The courts exist to help residents of Forsyth County resolve legal disputes that they cannot settle themselves. Navigating the Judicial System in Forsyth County can be difficult for many people. This article will explain how to navigate the courts in Forsyth County.
Balfour Beatty, in joint venture with Samet Corporation, is providing construction manager at risk services to deliver a newly modernized courthouse. The building is strategically designed to improve security allowing for security checkpoints and card access to safeguard the public and judicial staff.
If you have a court hearing, it’s important to know what date your case is scheduled. This information is available on our online calendars. The online calendars are updated hourly throughout the day. Printed calendars are also posted outside each courtroom and in public lobbies.
You can search North Carolina Superior and District Court past and future criminal court appearance dates by citation number or defendant name, county and court type; search results include arraigned offenses. In addition, you can search for specific forms by number and title. You can also pay City of Winston-Salem parking tickets online by citation number or license plate.
The Forsyth Technical Community College Board of Trustees provides education pathways to prepare individuals for careers in today’s global economy and tomorrow’s workforce. The Senior Citizens Council advises the Forsyth County Board of Commissioners on issues involving seniors, including service delivery, resources, priorities and long-range planning.
In North Carolina, each county has at least one Superior Court location. In addition, some counties have multiple probate courts. The County Clerk of Courts oversees each of these locations. They are available to help with forms needed for court, locating information about court dates and more.
District Courts handle civil cases such as divorce, custody and child support along with criminal cases including misdemeanors and infractions. In general, these cases do not have a jury trial. Magistrates also hear juvenile cases and handle worthless check cases.
The County Public Defender’s office is currently dealing with a backlog of cases from the pandemic. According to Paul James, the chief public defender for Forsyth County, there are thousands of cases awaiting trial, both in District and Superior Court. He said that they are trying to catch up on all the cases that came in before 2020 and also schedule new cases. He expects the backlog to last a few years.

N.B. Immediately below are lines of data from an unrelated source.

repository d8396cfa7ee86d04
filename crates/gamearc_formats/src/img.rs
//! Version 2 **IMG** archives used by *Grand Theft Auto: San Andreas*.
//!
//! | Offset (bytes) | Field         | Description                        |
//! |----------------|---------------|------------------------------------|
//! | 0x0000         | Magic number  | 4 bytes: "VER2"                    |
//! | 0x0004         | Entry Count   | 4 bytes: Number of directory records |
//!
//! Each 32 byte record holds the offset in sectors (u32), the streaming size in sectors (u16),
//! the archive size in sectors (u16) and a 24 byte NUL padded name. A sector is 2048 bytes.
//! The streaming size wins when it is not zero. Every integer is little-endian.

use std::sync::Arc;

use binrw::BinRead;
use gamearc_engine::{
    error::{Error, Result},
    validate::{check_file_count, check_filename},
    ByteCursor, Capabilities, ConfidenceScore, EntryTable, FormatDescriptor, FormatPlugin,
    Limits, Platform, Source,
};
use tracing::{debug, instrument};

use crate::binrw_error;

/// Identity of the IMG format
pub static DESCRIPTOR: FormatDescriptor = FormatDescriptor {
    tag: "img",
    label: "GTA San Andreas IMG archive (VER2)",
    extensions: &["img"],
    platforms: &[Platform::Pc, Platform::PlayStation2, Platform::Xbox],
    capabilities: Capabilities::READ_ONLY,
};

/// Size of a sector, the unit of every offset and size
pub const SECTOR_SIZE: u64 = 2048;

const HEADER_SIZE: u64 = 8;
const RECORD_SIZE: u64 = 32;

/// One directory record
#[derive(BinRead, Debug, Copy, Clone, PartialEq)]
#[br(little)]
pub struct ImgRecord {
    /// Offset of the payload in sectors
    pub offset: u32,

    /// Size of the payload in sectors, zero when only the archive size is set
    pub streaming_size: u16,

    /// Legacy size in sectors
    pub archive_size: u16,

    /// NUL padded name
    pub name: [u8; 24],
}

impl ImgRecord {
    /// Size of the payload in sectors
    pub fn sectors(&self) -> u64 {
        match self.streaming_size {
            0 => self.archive_size as u64,
            size => size as u64,
        }
    }

    fn name(&self) -> String {
        let end = self.name.iter().position(|&c| c == 0).unwrap_or(self.name.len());
        String::from_utf8_lossy(&self.name[..end]).into_owned()
    }
}

/// Reader for IMG archives
#[derive(Debug, Clone, Copy, Default)]
pub struct Img;

impl Img {
    fn read_count(cursor: &mut ByteCursor) -> Result<u32> {
        cursor.require(HEADER_SIZE)?;
        if &cursor.read_array::<4>()? != b"VER2" {
            return Err(Error::BadMagic {
                format: DESCRIPTOR.tag,
                offset: 0,
            });
        }
        cursor.read_u32::<byteorder::LittleEndian>()
    }
}

impl FormatPlugin for Img {
    fn descriptor(&self) -> &'static FormatDescriptor {
        &DESCRIPTOR
    }

    fn probe(&self, cursor: &mut ByteCursor) -> Result<ConfidenceScore> {
        let mut score = ConfidenceScore::default();
        score.add_if(
            DESCRIPTOR.matches_extension(cursor.name().unwrap_or_default()),
            ConfidenceScore::EXTENSION,
        );

        let Ok(count) = Img::read_count(cursor) else {
            return Ok(score);
        };
        score.add(ConfidenceScore::MAGIC);
        score.add_if(
            count as u64 * RECORD_SIZE <= cursor.remaining(),
            ConfidenceScore::FIELD,
        );
        score.add_if(cursor.len() % SECTOR_SIZE == 0, ConfidenceScore::FIELD);
        Ok(score)
    }

    #[instrument(skip_all, fields(source = source.name()), err)]
    fn extract(&self, source: &Arc<Source>, limits: &Limits) -> Result<EntryTable> {
        let mut cursor = source.lock();
        cursor.seek(0)?;

        let count = check_file_count(Img::read_count(&mut cursor)?, limits)?;
        cursor.require(count as u64 * RECORD_SIZE)?;
        debug!(count, "read header");

        let mut table = EntryTable::new(Arc::clone(source), count);
        for _ in 0..count {
            let record = ImgRecord::read(&mut *cursor).map_err(|e| binrw_error(DESCRIPTOR.tag, e))?;
            let name = record.name();
            check_filename(&name, limits)?;
            table.add(
                name,
                record.offset as u64 * SECTOR_SIZE,
                record.sectors() * SECTOR_SIZE,
            )?;
        }
        Ok(table)
    }
}
//! **AFS** archives used across Sega's Dreamcast, PlayStation 2 and GameCube catalogue.
//!
//! | Offset (bytes)   | Field              | Description                                    |
//! |------------------|--------------------|------------------------------------------------|
//! | 0x0000           | Magic number       | 4 bytes: "AFS\0"                               |
//! | 0x0004           | Entry Count        | 4 bytes: Number of entries                     |
//! | 0x0008           | Entry Table        | 8 bytes per entry: payload offset and size     |
//! | 0x0008 + 8 × n   | Name Table Pointer | 8 bytes: offset and size of the name table     |
//!
//! The name table is optional. Older archives leave the pointer zeroed and store it in the
//! eight bytes right before the first payload instead, and many archives carry no names at
//! all. A name record is 48 bytes: a 32 byte NUL padded name, six u16 timestamp fields
//! (year, month, day, hour, minute, second) and the payload size again.
//!
//! Every integer is little-endian.

use std::sync::Arc;

use binrw::BinRead;
use gamearc_engine::{
    error::{Error, Result},
    sniff,
    validate::{check_file_count, check_filename, check_span},
    ByteCursor, Capabilities, ConfidenceScore, Entry, EntryTable, FormatDescriptor,
    FormatPlugin, Limits, Platform, Source,
};
use tracing::{debug, instrument};

use crate::binrw_error;

/// Identity of the AFS format
pub static DESCRIPTOR: FormatDescriptor = FormatDescriptor {
    tag: "afs",
    label: "Sega AFS archive",
    extensions: &["afs"],
    platforms: &[
        Platform::Dreamcast,
        Platform::PlayStation2,
        Platform::GameCube,
        Platform::Xbox,
    ],
    capabilities: Capabilities::READ_ONLY,
};

const MAGIC: &[u8; 4] = b"AFS\0";
const HEADER_SIZE: u64 = 8;
const RECORD_SIZE: u64 = 8;
const NAME_RECORD_SIZE: u64 = 48;

/// Offset and size of one payload, also the layout of the name table pointer
#[derive(BinRead, Debug, Default, Copy, Clone, PartialEq)]
#[br(little)]
pub struct AfsRecord {
    /// Offset from the start of the file
    pub offset: u32,

    /// Size in bytes
    pub size: u32,
}

/// One record of the name table
#[derive(BinRead, Debug, Copy, Clone, PartialEq)]
#[br(little)]
pub struct AfsName {
    /// NUL padded name
    pub name: [u8; 32],

    /// Modification time as year, month, day, hour, minute and second
    pub timestamp: [u16; 6],

    /// Size of the payload, a copy of the entry table value
    pub size: u32,
}

impl AfsName {
    fn name(&self) -> String {
        let end = self.name.iter().position(|&c| c == 0).unwrap_or(self.name.len());
        String::from_utf8_lossy(&self.name[..end]).into_owned()
    }
}

/// Reader for AFS archives
#[derive(Debug, Clone, Copy, Default)]
pub struct Afs;

impl Afs {
    fn read_count(cursor: &mut ByteCursor) -> Result<u32> {
        cursor.require(HEADER_SIZE)?;
        if &cursor.read_array::<4>()? != MAGIC {
            return Err(Error::BadMagic {
                format: DESCRIPTOR.tag,
                offset: 0,
            });
        }
        cursor.read_u32::<byteorder::LittleEndian>()
    }

    fn read_record(cursor: &mut ByteCursor) -> Result<AfsRecord> {
        AfsRecord::read(cursor).map_err(|e| binrw_error(DESCRIPTOR.tag, e))
    }

    /// Locate the name table, trying the slot after the entry table and then the slot before
    /// the first payload.
    ///
    /// The second slot only counts when it lies past the first one, otherwise it would be a
    /// record of the entry table itself.
    fn find_name_table(
        cursor: &mut ByteCursor,
        records: &[AfsRecord],
    ) -> Result<Option<AfsRecord>> {
        let count = records.len() as u64;
        let table_end = HEADER_SIZE + count * RECORD_SIZE;
        let mut slots = vec![table_end];
        if let Some(first) = records.iter().map(|r| r.offset as u64).filter(|&o| o > 0).min() {
            if first >= table_end + 2 * RECORD_SIZE {
                slots.push(first - RECORD_SIZE);
            }
        }

        for slot in slots {
            if slot + RECORD_SIZE > cursor.len() {
                continue;
            }
            cursor.seek(slot)?;
            let pointer = Afs::read_record(cursor)?;
            if pointer.offset == 0 && pointer.size == 0 {
                continue;
            }

            let plausible = pointer.size as u64 >= count * NAME_RECORD_SIZE
                && check_span(pointer.offset as u64, pointer.size as u64, cursor.len()).is_ok();
            if plausible {
                debug!(slot, offset = pointer.offset, "found name table");
                return Ok(Some(pointer));
            }
        }
        Ok(None)
    }
}

impl FormatPlugin for Afs {
    fn descriptor(&self) -> &'static FormatDescriptor {
        &DESCRIPTOR
    }

    fn probe(&self, cursor: &mut ByteCursor) -> Result<ConfidenceScore> {
        let mut score = ConfidenceScore::default();
        score.add_if(
            DESCRIPTOR.matches_extension(cursor.name().unwrap_or_default()),
            ConfidenceScore::EXTENSION,
        );

        let Ok(count) = Afs::read_count(cursor) else {
            return Ok(score);
        };
        score.add(ConfidenceScore::MAGIC);

        let table_end = HEADER_SIZE + count as u64 * RECORD_SIZE;
        if !score.add_if(table_end <= cursor.len(), ConfidenceScore::FIELD) || count == 0 {
            return Ok(score);
        }
        let first = Afs::read_record(cursor)?;
        score.add_if(
            first.offset as u64 >= table_end
                && check_span(first.offset as u64, first.size as u64, cursor.len()).is_ok(),
            ConfidenceScore::FIELD,
        );
        Ok(score)
    }

    #[instrument(skip_all, fields(source = source.name()), err)]
    fn extract(&self, source: &Arc<Source>, limits: &Limits) -> Result<EntryTable> {
        let mut cursor = source.lock();
        cursor.seek(0)?;

        let count = check_file_count(Afs::read_count(&mut cursor)?, limits)?;
        cursor.require(count as u64 * RECORD_SIZE)?;
        let records = (0..count)
            .map(|_| Afs::read_record(&mut cursor))
            .collect::<Result<Vec<_>>>()?;
        debug!(count, "read entry table");

        let mut table = EntryTable::new(Arc::clone(source), count);
        let Some(names) = Afs::find_name_table(&mut cursor, &records)? else {
            for record in &records {
                table.add_unnamed(record.offset as u64, record.size as u64)?;
            }
            return Ok(table);
        };

        cursor.seek(names.offset as u64)?;
        for record in &records {
            let name = AfsName::read(&mut *cursor).map_err(|e| binrw_error(DESCRIPTOR.tag, e))?;
            let name = name.name();
            check_filename(&name, limits)?;
            table.add(name, record.offset as u64, record.size as u64)?;
        }
        Ok(table)
    }

    fn guess_extension(&self, entry: &Entry, header_probe: &[u8]) -> Option<&'static str> {
        let _ = entry;
        match header_probe {
            // ADX audio streams open with a 0x8000 marker
            [0x80, 0x00, ..] => Some("adx"),
            _ => sniff::guess_extension(header_probe),
        }
    }
}
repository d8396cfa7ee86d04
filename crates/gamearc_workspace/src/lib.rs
// This is a stub lib.rs.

While the Clerk’s Office is happy to assist you with any of your questions, we are unable to provide legal advice. We can, however, direct you to the right resource for assistance with your specific situation.
In January 1989, respondent The Nationalist Movement applied for a permit to conduct a rally and speech on the courthouse steps in Cumming, Georgia. The county administrator charged a fee of up to $1,000 per day for such activities and could adjust the fee to reflect the estimated cost of maintaining public order during the event.
During oral argument, the county administrator stated that he once assessed a fee of $25 to organizers of a bike race, but did not explain why processing a bicycle-race permit demanded less administrative time than processing a parade permit. In light of these ambiguities, we conclude that the ordinance permits censorship through uncontrolled discretion and lacks procedural safeguards. For these reasons, we reaffirm the judgment of the Court of Appeals.
The Office of Court Administration is the administrative arm of the Supreme Court and is constitutionally designated as the Chief Justice’s “administrative head of the judicial system.” It collects and analyzes caseload data, makes recommendations to the Supreme Court for terms of court and assignment of judges, administers judicial education programs, and provides administrative support.
District courts hear civil cases such as divorce, custody and child support matters, along with misdemeanors and infractions. They also hear juvenile cases where children are accused of being delinquent, dependent, neglected or abused.
The Sheriff’s Office is working to create policy and train staff to identify calls that could potentially involve a person in mental health crisis and dispatch a CIT trained officer. It would also help to develop a process map to connect identified individuals with a variety of treatment types. It’s important to ensure adherence to treatment plans and to decrease repeat contact with law enforcement or jail stays.